Task item |
Return exactly, and only, the lines from the line containing "pub fn new(ticker: impl" through the final line of the records below, both included.

═════ Given data ═════

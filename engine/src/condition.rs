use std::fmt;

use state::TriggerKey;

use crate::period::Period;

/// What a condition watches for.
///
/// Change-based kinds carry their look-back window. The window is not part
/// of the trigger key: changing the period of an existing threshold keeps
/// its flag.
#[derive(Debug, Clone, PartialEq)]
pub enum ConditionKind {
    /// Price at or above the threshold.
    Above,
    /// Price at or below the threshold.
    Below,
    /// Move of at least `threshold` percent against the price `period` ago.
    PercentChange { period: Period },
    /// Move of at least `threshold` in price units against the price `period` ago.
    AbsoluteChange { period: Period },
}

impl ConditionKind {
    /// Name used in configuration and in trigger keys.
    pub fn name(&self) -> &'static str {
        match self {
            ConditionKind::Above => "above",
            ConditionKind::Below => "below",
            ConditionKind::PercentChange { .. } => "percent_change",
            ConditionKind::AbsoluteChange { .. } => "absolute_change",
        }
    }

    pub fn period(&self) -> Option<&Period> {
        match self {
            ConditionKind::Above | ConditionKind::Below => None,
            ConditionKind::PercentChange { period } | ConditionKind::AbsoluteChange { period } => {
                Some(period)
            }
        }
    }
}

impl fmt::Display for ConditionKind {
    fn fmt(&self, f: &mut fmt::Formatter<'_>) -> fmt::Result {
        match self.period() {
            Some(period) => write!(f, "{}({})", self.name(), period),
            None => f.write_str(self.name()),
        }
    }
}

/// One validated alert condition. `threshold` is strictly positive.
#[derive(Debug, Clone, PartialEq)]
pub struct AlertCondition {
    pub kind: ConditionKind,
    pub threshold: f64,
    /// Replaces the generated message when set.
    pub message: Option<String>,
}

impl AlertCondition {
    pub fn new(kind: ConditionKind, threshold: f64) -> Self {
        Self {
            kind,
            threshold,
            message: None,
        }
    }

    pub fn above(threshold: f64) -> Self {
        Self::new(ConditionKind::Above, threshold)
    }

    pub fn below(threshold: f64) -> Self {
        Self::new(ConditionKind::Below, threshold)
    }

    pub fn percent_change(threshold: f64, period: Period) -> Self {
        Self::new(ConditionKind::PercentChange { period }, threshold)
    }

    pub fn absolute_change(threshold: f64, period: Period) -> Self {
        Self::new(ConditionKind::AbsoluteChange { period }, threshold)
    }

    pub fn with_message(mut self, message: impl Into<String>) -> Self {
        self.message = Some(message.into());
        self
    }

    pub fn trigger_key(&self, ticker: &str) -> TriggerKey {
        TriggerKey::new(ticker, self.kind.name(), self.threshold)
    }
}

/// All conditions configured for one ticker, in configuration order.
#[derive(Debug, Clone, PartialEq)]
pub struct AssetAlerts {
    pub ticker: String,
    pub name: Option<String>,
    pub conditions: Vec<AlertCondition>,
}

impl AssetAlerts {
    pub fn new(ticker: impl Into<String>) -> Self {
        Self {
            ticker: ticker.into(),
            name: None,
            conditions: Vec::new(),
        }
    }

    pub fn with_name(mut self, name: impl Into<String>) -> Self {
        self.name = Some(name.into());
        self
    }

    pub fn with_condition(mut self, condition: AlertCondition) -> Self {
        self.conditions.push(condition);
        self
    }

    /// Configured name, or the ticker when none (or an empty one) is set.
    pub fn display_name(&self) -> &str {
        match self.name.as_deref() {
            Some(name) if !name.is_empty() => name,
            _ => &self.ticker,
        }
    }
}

═════

Exercise response |
    pub fn new(ticker: impl Into<String>) -> Self {
        Self {
            ticker: ticker.into(),
            name: None,
            conditions: Vec::new(),
        }
    }

    pub fn with_name(mut self, name: impl Into<String>) -> Self {
        self.name = Some(name.into());
        self
    }

    pub fn with_condition(mut self, condition: AlertCondition) -> Self {
        self.conditions.push(condition);
        self
    }

    /// Configured name, or the ticker when none (or an empty one) is set.
    pub fn display_name(&self) -> &str {
        match self.name.as_deref() {
            Some(name) if !name.is_empty() => name,
            _ => &self.ticker,
        }
    }
}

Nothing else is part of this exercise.